Discipline: this can also be defined as control. It’s present in parents whose behavior towards their children is largely concerned with instilling a set of desired behaviors.

Classification of parenting styles

The clinical psychologist Diana Baumrind (1971) was a pioneer in inferring about parenting styles. She classified approaches to parenting according to how they combine the different dimensions of affection and discipline. Baumrind also defined four parenting styles according to these two dimensions:

Authoritarian. This parenting style is characterized by the predominant use of discipline. Parents have high expectations that children fulfill norms. Additionally, there is also largely one-way communication in this approach.

Permissive. This style is the opposite of the authoritarian style. These parents base their philosophy on affection. They let children make their own decisions and exercise little control over them.

Parenting Styles and Children's Personalities

Neglectful: The emotionally absent or uninvolved parents. This is considered the worst of the parenting styles because the parents aren’t present in either of the parenting dimensions.

Democratic: This is considered the ideal educational style or the most appropriate. In this view, parents make an effort to teach good behavior through a system of rules that are based on interaction and affection.

“Socialization isn’t something that parents do to the child; it’s a reciprocal process that parents and children do together.”

Consequences for the child’s personality

Undoubtedly, the way you raise your children has a big effect on their personality. It’s a determining factor in their academic performance, their social relations, their emotional security and even their possible professional success in the future.

Maccoby and Martin (1983) in Socialization in the Context of the Family outline each of the parenting styles and the subsequent effects noted in children’s personalities:

  • Adolescent children raised under the authoritarian style have high levels of academic achievement. Nonetheless, they also have low self-esteem, little autonomy, and few social skills.
  • Permissive parenting generates high levels of self-esteem and confidence. However, the children tend to be egocentric, disobedient, and exhibit low performance in school.
  • Very little self-control and aggressiveness are some of the traits that are a consequence of the neglectful or uninvolved style of parenting. the children raised in this way also have a greater tendency to have psychological disorders.
  • Parents who use the democratic style of parenting generate a family climate that is based on mutual respect and cooperation. As a result, children develop a self-concept that is realistic and positive. At the same time, they have a lot of motivation to be successful. This translates into a good level of achievement academically.
Parenting Styles and Children's Personalities

Conclusion: Reasoning with children

In conclusion, this theory of different parenting styles should be considered in conjunction with more general understandings of child behavior.
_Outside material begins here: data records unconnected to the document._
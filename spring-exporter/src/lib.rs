//! Prometheus exporter for Spring Boot JSON metrics endpoints.
//!
//! Every Prometheus pull triggers one scrape of the configured endpoint. The
//! flat `{"key": number}` document it returns is republished with each key
//! sanitized into a valid metric name under a namespace, alongside two
//! meta-metrics describing the scrape itself.
//!
//! # Architecture
//!
//! ```text
//! ┌─────────────────┐     ┌─────────────────┐     ┌─────────────────┐
//! │ Spring endpoint │<────│    Collector    │<────│   HTTP Server   │
//! │  (JSON /metrics)│────>│ (fetch + map)   │────>│   (/metrics)    │
//! └─────────────────┘     └─────────────────┘     └─────────────────┘
//! ```
//!
//! # Exposed metrics
//!
//! - `<namespace>_response_duration`: round trip of the scrape, in seconds
//! - `<namespace>_up`: 1 if any HTTP response was received, 0 otherwise
//! - `<namespace>_<sanitized key>`: one untyped sample per payload entry
//!
//! # Usage
//!
//! ```bash
//! spring-exporter --uri http://app:8080/metrics --namespace spring
//! ```
//!
//! See [`config::ExporterConfig`] for file-based configuration.

pub mod collector;
pub mod config;
pub mod error;
pub mod exposition;
pub mod fetcher;
pub mod http;
pub mod mapping;
pub mod measurement;
pub mod payload;

pub use collector::{CollectorStats, SharedCollector, SpringCollector};
pub use config::{ExporterConfig, LogFormat, LoggingConfig, TargetConfig};
pub use error::{Result, ScrapeError};
pub use http::HttpServer;
pub use measurement::{Measurement, MeasurementSink};

/// Initialize tracing with the given configuration.
///
/// `RUST_LOG` takes precedence over the configured level.
pub fn init_tracing(config: &LoggingConfig) -> anyhow::Result<()> {
    use tracing_subscriber::{EnvFilter, fmt, prelude::*};

    let filter =
        EnvFilter::try_from_default_env().unwrap_or_else(|_| EnvFilter::new(&config.level));

    match config.format {
        LogFormat::Text => tracing_subscriber::registry()
            .with(fmt::layer())
            .with(filter)
            .try_init(),
        LogFormat::Json => tracing_subscriber::registry()
            .with(fmt::layer().json())
            .with(filter)
            .try_init(),
    }
    .map_err(|e| anyhow::anyhow!("Failed to initialize tracing: {}", e))
}
//! Error types for a scrape cycle.

use thiserror::Error;

/// Result type alias using [`ScrapeError`].
pub type Result<T> = std::result::Result<T, ScrapeError>;

/// Errors that can end a scrape cycle.
///
/// None of these are fatal to the process; the next scrape starts fresh.
#[derive(Debug, Error)]
pub enum ScrapeError {
    /// The HTTP client could not be built.
    #[error("Failed to build HTTP client: {0}")]
    Client(String),

    /// The request could not be constructed (malformed URI).
    #[error("Failed to build request: {0}")]
    Construction(String),

    /// DNS, connect, TLS or timeout failure.
    #[error("Error scraping spring endpoint: {0}")]
    Transport(String),

    /// The endpoint answered with something other than 200.
    #[error("Response code is {0}, expected 200")]
    Status(u16),

    /// The response body could not be read after the headers arrived.
    #[error("Failed to read response body: {0}")]
    BodyRead(String),

    /// The body is not a flat JSON object of numbers.
    #[error("Failed to parse metrics payload: {0}")]
    Parse(#[from] serde_json::Error),
}

impl ScrapeError {
    /// Short label used for statistics and structured logs.
    pub fn kind(&self) -> &'static str {
        match self {
            Self::Client(_) => "client",
            Self::Construction(_) => "construction",
            Self::Transport(_) => "transport",
            Self::Status(_) => "status",
            Self::BodyRead(_) => "body_read",
            Self::Parse(_) => "parse",
        }
    }

    /// Whether an HTTP response was received before the error occurred.
    ///
    /// This decides the value of the `up` meta-measurement.
    pub fn response_received(&self) -> bool {
        matches!(self, Self::Status(_) | Self::BodyRead(_) | Self::Parse(_))
    }
}
//! Measurements produced by a scrape cycle and the sinks that receive them.

use crate::mapping::ValueKind;

/// A single sample handed to a [`MeasurementSink`].
#[derive(Debug, Clone, PartialEq)]
pub struct Measurement {
    /// Fully qualified metric name.
    pub name: String,
    /// Help text. For payload values this is the original, unsanitized key.
    pub help: String,
    /// Sample value.
    pub value: f64,
    /// Kind announced on the `# TYPE` line.
    pub kind: ValueKind,
}

impl Measurement {
    /// Create a gauge measurement.
    pub fn gauge(name: impl Into<String>, help: impl Into<String>, value: f64) -> Self {
        Self {
            name: name.into(),
            help: help.into(),
            value,
            kind: ValueKind::Gauge,
        }
    }

    /// Create an untyped measurement.
    pub fn untyped(name: impl Into<String>, help: impl Into<String>, value: f64) -> Self {
        Self {
            name: name.into(),
            help: help.into(),
            value,
            kind: ValueKind::Untyped,
        }
    }
}

/// Consumer of measurements, fed one at a time as the cycle produces them.
pub trait MeasurementSink {
    fn emit(&mut self, measurement: Measurement);
}

impl MeasurementSink for Vec<Measurement> {
    fn emit(&mut self, measurement: Measurement) {
        self.push(measurement);
    }
}
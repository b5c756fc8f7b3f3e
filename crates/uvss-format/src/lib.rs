//! Whitespace normalization for UVSS syntax trees.
//!
//! ```
//! use uvss_format::{NormalizeOptions, normalize_source};
//!
//! let output = normalize_source("Button{Width:100;}", &NormalizeOptions::default());
//! assert_eq!(output, "Button {\n    Width: 100;\n}\n");
//! ```

mod normalize;
mod options;

pub use normalize::normalize_whitespace;
pub use options::NormalizeOptions;

use uvss_cst::Diagnostic;

/// Normalize a UVSS document from source text.
///
/// Parses the source, normalizes the tree and returns its full text.
/// Returns the original source if parsing fails.
pub fn normalize_source(source: &str, options: &NormalizeOptions) -> String {
    try_normalize_source(source, options).unwrap_or_else(|_| source.to_string())
}

/// Like [`normalize_source`], but hands back the parse diagnostics instead
/// of the unchanged source when the document has errors.
pub fn try_normalize_source(
    source: &str,
    options: &NormalizeOptions,
) -> Result<String, Vec<Diagnostic>> {
    let parsed = uvss_cst::parse(source);
    if !parsed.is_ok() {
        return Err(parsed.diagnostics());
    }
    let (mut tree, root) = parsed.into_parts();
    let root = normalize_whitespace(&mut tree, root, options);
    Ok(tree.to_full_string(root))
}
That is to say, parenting styles can vary depending on each family’s particular needs and circumstances.

However, it’s clear that the democratic style of parenting is highly efficient. It leads to good communication between parent and child.

Finally, explaining our decisions to our children and why we follow certain norms in a reasoned way shows sensitivity to their needs. It creates an affective environment for communicating with them.

Consequently, this will help your children develop a realistic outlook on life and a healthy, positive personality.

  • Maccoby, E.E. y Martin, J.A. (1983). Socialization in the context of the family. In E.M. Hetherington (Ed.). Handbook of Child Pyschology. Vol 4. Socialization, personality and Social development. (pp. 1-101). New York: Willey.
  • Torío, S., Peña, J.V. y Rodríguez, M.C. (2008). Estilos educativos parentales. Revisión bibliográfica y reformulación teórica. Universidad de Oviedo, Vol 20, (pp. 151-178). España.